The mid-term impact of the SARS-CoV-2 infection on senescence profile
and immune checkpoints in people living with HIV.
Abstract
The mid-term impact of SARS-CoV-2 infection on senescence profile and
immune checkpoints biomarkers in people living with HIV (PLWH) was
assessed. Cross-sectional study in 95 PLWH on ART stratified by
SARS-CoV-2 infection: a) 48 PLWH previously infected (PCR+) (HIV/SARS);
b) 47 PLWH controls without previous infection (HIV). Plasma biomarkers
(n=44) related to cell immune checkpoint molecules, associated with the
Senescence-Associated Secretory Phenotype (SASP), and related to pro and
anti-inflammatory cytokines were assessed by Procartaplex Multiplex
Immunoassays (Xmap-Luminex technology).
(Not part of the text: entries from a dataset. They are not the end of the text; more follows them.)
use std::cmp::Ordering;
use std::fmt;
use std::ops::Neg;
use std::str::FromStr;

use rust_decimal::Decimal;

use crate::error::{Result, XrpError};

/// Issued-currency value: sign, 16-digit mantissa and a decimal exponent
///
/// Non-zero values always hold a mantissa in
/// `[MIN_MANTISSA, MAX_MANTISSA]` and an exponent in
/// `[MIN_EXPONENT, MAX_EXPONENT]`. Zero has exactly one representation, so
/// there is no negative zero.
#[derive(Clone, Copy, PartialEq, Eq, Hash, Default)]
pub struct Currency {
    negative: bool,
    mantissa: u64,
    exponent: i32,
}

const NOT_XRP_BIT: u64 = 0x8000_0000_0000_0000;
const POSITIVE_BIT: u64 = 0x4000_0000_0000_0000;
const MANTISSA_MASK: u64 = (1 << 54) - 1;
const EXPONENT_BIAS: i32 = 97;
/// Significant digits kept while parsing before the tail is dropped
const MAX_PARSE_DIGITS: u32 = 36;
const DECIMAL_MAX_SCALE: u32 = 28;

impl Currency {
    pub const MIN_MANTISSA: u64 = 1_000_000_000_000_000;
    pub const MAX_MANTISSA: u64 = 9_999_999_999_999_999;
    pub const MIN_EXPONENT: i32 = -96;
    pub const MAX_EXPONENT: i32 = 80;

    pub const ZERO: Currency = Currency {
        negative: false,
        mantissa: 0,
        exponent: 0,
    };

    /// Build `(-1)^negative * mantissa * 10^exponent`, rounding to 16
    /// significant digits (half away from zero)
    ///
    /// Values too small for the smallest exponent become zero; values too
    /// large fail with [`XrpError::Overflow`].
    pub fn new(negative: bool, mantissa: u64, exponent: i32) -> Result<Self> {
        Self::from_wide(negative, mantissa as u128, exponent.into())
    }

    fn from_wide(negative: bool, mantissa: u128, exponent: i64) -> Result<Self> {
        if mantissa == 0 {
            return Ok(Self::ZERO);
        }
        let (mantissa, exponent) = normalize(mantissa, exponent);
        if exponent > Self::MAX_EXPONENT.into() {
            return Err(XrpError::Overflow(format!(
                "{}e{} exceeds the largest currency value",
                mantissa, exponent
            )));
        }
        if exponent < Self::MIN_EXPONENT.into() {
            return Ok(Self::ZERO);
        }
        Ok(Self {
            negative,
            mantissa,
            exponent: exponent as i32,
        })
    }

    pub fn is_zero(&self) -> bool {
        self.mantissa == 0
    }

    pub fn is_negative(&self) -> bool {
        self.negative
    }

    pub fn mantissa(&self) -> u64 {
        self.mantissa
    }

    pub fn exponent(&self) -> i32 {
        self.exponent
    }

    pub fn abs(&self) -> Self {
        Self {
            negative: false,
            ..*self
        }
    }

    /// The 64-bit amount word: not-XRP bit, sign bit, biased exponent, mantissa
    pub fn to_bits(&self) -> u64 {
        if self.is_zero() {
            return NOT_XRP_BIT;
        }
        let sign = if self.negative { 0 } else { POSITIVE_BIT };
        NOT_XRP_BIT
            | sign
            | (((self.exponent + EXPONENT_BIAS) as u64) << 54)
            | self.mantissa
    }

    /// Parse the 64-bit amount word, accepting only canonical encodings
    pub fn from_bits(bits: u64) -> Result<Self> {
        if bits & NOT_XRP_BIT == 0 {
            return Err(XrpError::InvalidAmount(format!(
                "{:016X} is a native amount",
                bits
            )));
        }
        let mantissa = bits & MANTISSA_MASK;
        if mantissa == 0 {
            if bits != NOT_XRP_BIT {
                return Err(XrpError::InvalidAmount(format!(
                    "{:016X} is not the canonical zero",
                    bits
                )));
            }
            return Ok(Self::ZERO);
        }
        let exponent = ((bits >> 54) & 0xFF) as i32 - EXPONENT_BIAS;
        if !(Self::MIN_MANTISSA..=Self::MAX_MANTISSA).contains(&mantissa)
            || !(Self::MIN_EXPONENT..=Self::MAX_EXPONENT).contains(&exponent)
        {
            return Err(XrpError::InvalidAmount(format!(
                "{:016X} is not a canonical currency value",
                bits
            )));
        }
        Ok(Self {
            negative: bits & POSITIVE_BIT == 0,
            mantissa,
            exponent,
        })
    }

    fn cmp_magnitude(&self, other: &Self) -> Ordering {
        match (self.is_zero(), other.is_zero()) {
            (true, true) => Ordering::Equal,
            (true, false) => Ordering::Less,
            (false, true) => Ordering::Greater,
            (false, false) => self
                .exponent
                .cmp(&other.exponent)
                .then(self.mantissa.cmp(&other.mantissa)),
        }
    }
}

/// Scale `mantissa` into 16 digits, adjusting the exponent
fn normalize(mut mantissa: u128, mut exponent: i64) -> (u64, i64) {
    let max = Currency::MAX_MANTISSA as u128;
    let min = Currency::MIN_MANTISSA as u128;
    // keep 17 digits so the rounding digit survives truncation
    while mantissa >= (max + 1) * 10 {
        mantissa /= 10;
        exponent += 1;
    }
    if mantissa > max {
        let dropped = mantissa % 10;
        mantissa /= 10;
        exponent += 1;
        if dropped >= 5 {
            mantissa += 1;
        }
        if mantissa > max {
            mantissa /= 10;
            exponent += 1;
        }
    }
    while mantissa < min {
        mantissa *= 10;
        exponent -= 1;
    }
    (mantissa as u64, exponent)
}

impl PartialOrd for Currency {
    fn partial_cmp(&self, other: &Self) -> Option<Ordering> {
        Some(self.cmp(other))
    }
}

impl Ord for Currency {
    fn cmp(&self, other: &Self) -> Ordering {
        match (self.negative, other.negative) {
            (false, false) => self.cmp_magnitude(other),
            (true, true) => other.cmp_magnitude(self),
            (false, true) => Ordering::Greater,
            (true, false) => Ordering::Less,
        }
    }
}

impl Neg for Currency {
    type Output = Currency;

    fn neg(self) -> Currency {
        if self.is_zero() {
            return self;
        }
        Currency {
            negative: !self.negative,
            ..self
        }
    }
}

impl From<Decimal> for Currency {
    fn from(value: Decimal) -> Self {
        let mantissa = value.mantissa().unsigned_abs();
        if mantissa == 0 {
            return Self::ZERO;
        }
        // a 96-bit mantissa with scale <= 28 always lands inside the exponent range
        let (mantissa, exponent) = normalize(mantissa, -i64::from(value.scale()));
        Self {
            negative: value.is_sign_negative(),
            mantissa,
            exponent: exponent as i32,
        }
    }
}

impl TryFrom<Currency> for Decimal {
    type Error = XrpError;

    fn try_from(value: Currency) -> Result<Decimal> {
        if value.is_zero() {
            return Ok(Decimal::ZERO);
        }
        let overflow = || XrpError::Overflow(format!("{} does not fit a 96-bit decimal", value));
        let mut mantissa = value.mantissa as u128;
        let scale = if value.exponent >= 0 {
            let factor = 10u128
                .checked_pow(value.exponent as u32)
                .ok_or_else(overflow)?;
            mantissa = mantissa.checked_mul(factor).ok_or_else(overflow)?;
            0
        } else {
            let mut scale = (-value.exponent) as u32;
            if scale > DECIMAL_MAX_SCALE {
                let excess = scale - DECIMAL_MAX_SCALE;
                // rounds to zero once the whole mantissa is shifted out
                mantissa = match 10u128.checked_pow(excess) {
                    Some(div) if div <= mantissa * 10 => {
                        let rounded = mantissa / div;
                        if (mantissa % div) * 2 >= div {
                            rounded + 1
                        } else {
                            rounded
                        }
                    }
                    _ => 0,
                };
                scale = DECIMAL_MAX_SCALE;
            }
            scale
        };
        let signed = if value.negative {
            -(mantissa as i128)
        } else {
            mantissa as i128
        };
        Decimal::try_from_i128_with_scale(signed, scale)
            .map(|d| d.normalize())
            .map_err(|_| overflow())
    }
}

impl FromStr for Currency {
    type Err = XrpError;

    /// Accepts `[-+]digits[.digits][(e|E)[-+]digits]`
    fn from_str(s: &str) -> Result<Self> {
        let invalid = || XrpError::InvalidAmount(s.to_string());
        let (body, exp_part) = match s.find(|c| c == 'e' || c == 'E') {
            Some(i) => (&s[..i], Some(&s[i + 1..])),
            None => (s, None),
        };
        let (negative, body) = match body.as_bytes().first() {
            Some(b'-') => (true, &body[1..]),
            Some(b'+') => (false, &body[1..]),
            _ => (false, body),
        };
        let (int_part, frac_part) = match body.split_once('.') {
            Some((i, f)) => (i, f),
            None => (body, ""),
        };
        if int_part.is_empty() && frac_part.is_empty() {
            return Err(invalid());
        }

        let mut exponent = match exp_part {
            Some(e) => i64::from(e.parse::<i32>().map_err(|_| invalid())?),
            None => 0,
        };
        let mut mantissa: u128 = 0;
        let mut digits = 0u32;
        for (c, fractional) in int_part
            .chars()
            .map(|c| (c, false))
            .chain(frac_part.chars().map(|c| (c, true)))
        {
            let d = c.to_digit(10).ok_or_else(invalid)?;
            if mantissa == 0 && d == 0 {
                if fractional {
                    exponent = exponent.checked_sub(1).ok_or_else(invalid)?;
                }
                continue;
            }
            if digits < MAX_PARSE_DIGITS {
                mantissa = mantissa * 10 + d as u128;
                digits += 1;
                if fractional {
                    exponent = exponent.checked_sub(1).ok_or_else(invalid)?;
                }
            } else if !fractional {
                exponent = exponent.checked_add(1).ok_or_else(invalid)?;
            }
        }
        Self::from_wide(negative, mantissa, exponent)
    }
}

impl fmt::Display for Currency {
    /// Plain decimal for exponents in `[-25, -5]` (and zero), otherwise
    /// `<mantissa>e<exponent>`
    fn fmt(&self, f: &mut fmt::Formatter<'_>) -> fmt::Result {
        if self.is_zero() {
            return f.write_str("0");
        }
        if self.negative {
            f.write_str("-")?;
        }
        if self.exponent != 0 && (self.exponent < -25 || self.exponent > -5) {
            return write!(f, "{}e{}", self.mantissa, self.exponent);
        }
        if self.exponent == 0 {
            return write!(f, "{}", self.mantissa);
        }
        let places = (-self.exponent) as usize;
        let divisor = 10u128.pow(places as u32);
        let mantissa = self.mantissa as u128;
        let integer = mantissa / divisor;
        let fraction = format!("{:0width$}", mantissa % divisor, width = places);
        let fraction = fraction.trim_end_matches('0');
        if fraction.is_empty() {
            write!(f, "{}", integer)
        } else {
            write!(f, "{}.{}", integer, fraction)
        }
    }
}

impl fmt::Debug for Currency {
    fn fmt(&self, f: &mut fmt::Formatter<'_>) -> fmt::Result {
        write!(f, "Currency({})", self)
    }
}

serde_via_str!(Currency);

#[cfg(test)]
mod tests {
    use super::*;
    use rust_decimal_macros::dec;

    #[test]
    fn decimal_round_trip() {
        for d in [dec!(1.0), dec!(-1.5), dec!(0.000001), dec!(123456789.123456)] {
            let c = Currency::from(d);
            assert_eq!(Decimal::try_from(c).unwrap(), d);
        }
        assert_eq!(Currency::from(dec!(1.0)).to_string(), "1");
    }

    #[test]
    fn extra_digits_round_to_nearest() {
        let c = Currency::from(dec!(1.23456789012345678));
        assert_eq!(c.mantissa(), 1_234_567_890_123_457);
        assert_eq!(c.exponent(), -15);

        let c = Currency::from(dec!(9.9999999999999999));
        assert_eq!(c.mantissa(), 1_000_000_000_000_000);
        assert_eq!(c.exponent(), -14);
        assert_eq!(c.to_string(), "10");
    }

    #[test]
    fn overflow_on_construction_and_conversion() {
        assert!(matches!(
            Currency::new(false, 1, 96),
            Err(XrpError::Overflow(_))
        ));
        let huge: Currency = "1e40".parse().unwrap();
        assert!(matches!(Decimal::try_from(huge), Err(XrpError::Overflow(_))));
        // too small for the exponent range collapses to zero
        assert!(Currency::new(false, 1, -120).unwrap().is_zero());
    }

    #[test]
    fn tiny_values_round_when_converted_to_decimal() {
        let tiny: Currency = "1e-40".parse().unwrap();
        assert_eq!(Decimal::try_from(tiny).unwrap(), Decimal::ZERO);
    }

    #[test]
    fn text_format_matches_ledger_output() {
        let cases = [
            ("1", "1"),
            ("0.5", "0.5"),
            ("-25.125", "-25.125"),
            ("1e20", "1000000000000000e5"),
            ("1e-30", "1000000000000000e-45"),
            ("0.00001", "0.00001"),
            ("-0", "0"),
        ];
        for (input, output) in cases {
            assert_eq!(input.parse::<Currency>().unwrap().to_string(), output);
        }
    }

    #[test]
    fn wire_bits() {
        let one: Currency = "1".parse().unwrap();
        assert_eq!(one.to_bits(), 0xD483_8D7E_A4C6_8000);
        assert_eq!(Currency::from_bits(0xD483_8D7E_A4C6_8000).unwrap(), one);
        assert_eq!(Currency::ZERO.to_bits(), 0x8000_0000_0000_0000);
        assert_eq!((-one).to_bits(), 0x9483_8D7E_A4C6_8000);
        assert!(Currency::from_bits(0x4000_0000_0000_0001).is_err());
        // mantissa below the normalized range
        assert!(Currency::from_bits(0xD480_0000_0000_0001).is_err());
    }

    #[test]
    fn zero_has_a_single_encoding() {
        assert_eq!(Currency::from_bits(0x8000_0000_0000_0000), Ok(Currency::ZERO));
        for bits in [0xC000_0000_0000_0000, 0x8040_0000_0000_0000, 0xD480_0000_0000_0000] {
            assert!(
                matches!(Currency::from_bits(bits), Err(XrpError::InvalidAmount(_))),
                "{:016X}",
                bits
            );
        }
    }

    #[test]
    fn extreme_exponents_do_not_wrap() {
        assert!(matches!(
            "100000000000000000000e2147483647".parse::<Currency>(),
            Err(XrpError::Overflow(_))
        ));
        assert!(matches!(
            "99999999999999999999999999999999999999e2147483640".parse::<Currency>(),
            Err(XrpError::Overflow(_))
        ));
        assert_eq!(
            "0.000000000000000000001e-2147483648".parse::<Currency>(),
            Ok(Currency::ZERO)
        );
    }

    #[test]
    fn ordering_and_zero() {
        let a: Currency = "-2".parse().unwrap();
        let b: Currency = "0.5".parse().unwrap();
        let c: Currency = "3".parse().unwrap();
        assert!(a < Currency::ZERO && Currency::ZERO < b && b < c);
        assert_eq!(-Currency::ZERO, Currency::ZERO);
        assert!(!(-Currency::ZERO).is_negative());
    }

    #[test]
    fn rejects_malformed_text() {
        for bad in ["", ".", "1.2.3", "abc", "1e", "--1"] {
            assert!(bad.parse::<Currency>().is_err(), "{bad}");
        }
    }
}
Differences between groups were
analyzed using a generalized linear model, adjusted by sex and ethnicity
and corrected by false discovery rate. Significant values were defined
as the adjusted arithmetic mean ratio ≥1.2 or ≤0.8;
q-value<0.1. The relationship between plasma biomarkers was
evaluated by Spearman correlation (significant correlations rho≥0.3 and
q-value<0.1). PLWH had a median age of 45 years and 80% were
men. All PLWH infected by SARS-CoV-2 had a symptomatic infection, 83.3%
as mild, and with a median of 12 weeks after diagnosis of SARS-CoV-2
infection. HIV/SARS group showed higher levels of the cell immune
checkpoint plasma biomarkers CD80, PDCD1LG2, CD276, PDCD1, CD47, HAVCR2,
TIMD4, TNFRSF9, TNFRSF18, and TNFRSF14 respect to HIV group. The SASP
biomarkers LTA, CXCL8, and IL13 and the inflammatory biomarkers IL4,
IL12B, IL17A, CCL3, CCL4, and INF1A showed significantly higher levels
in the HIV/SARS group. SARS-CoV-2 infection in PLWH leads to significant
medium-term disruption in plasma immune checkpoint molecules and
inflammatory cytokines, highlighting SASP-related. This could be a risk
factor for the emergence of complications in PLWH.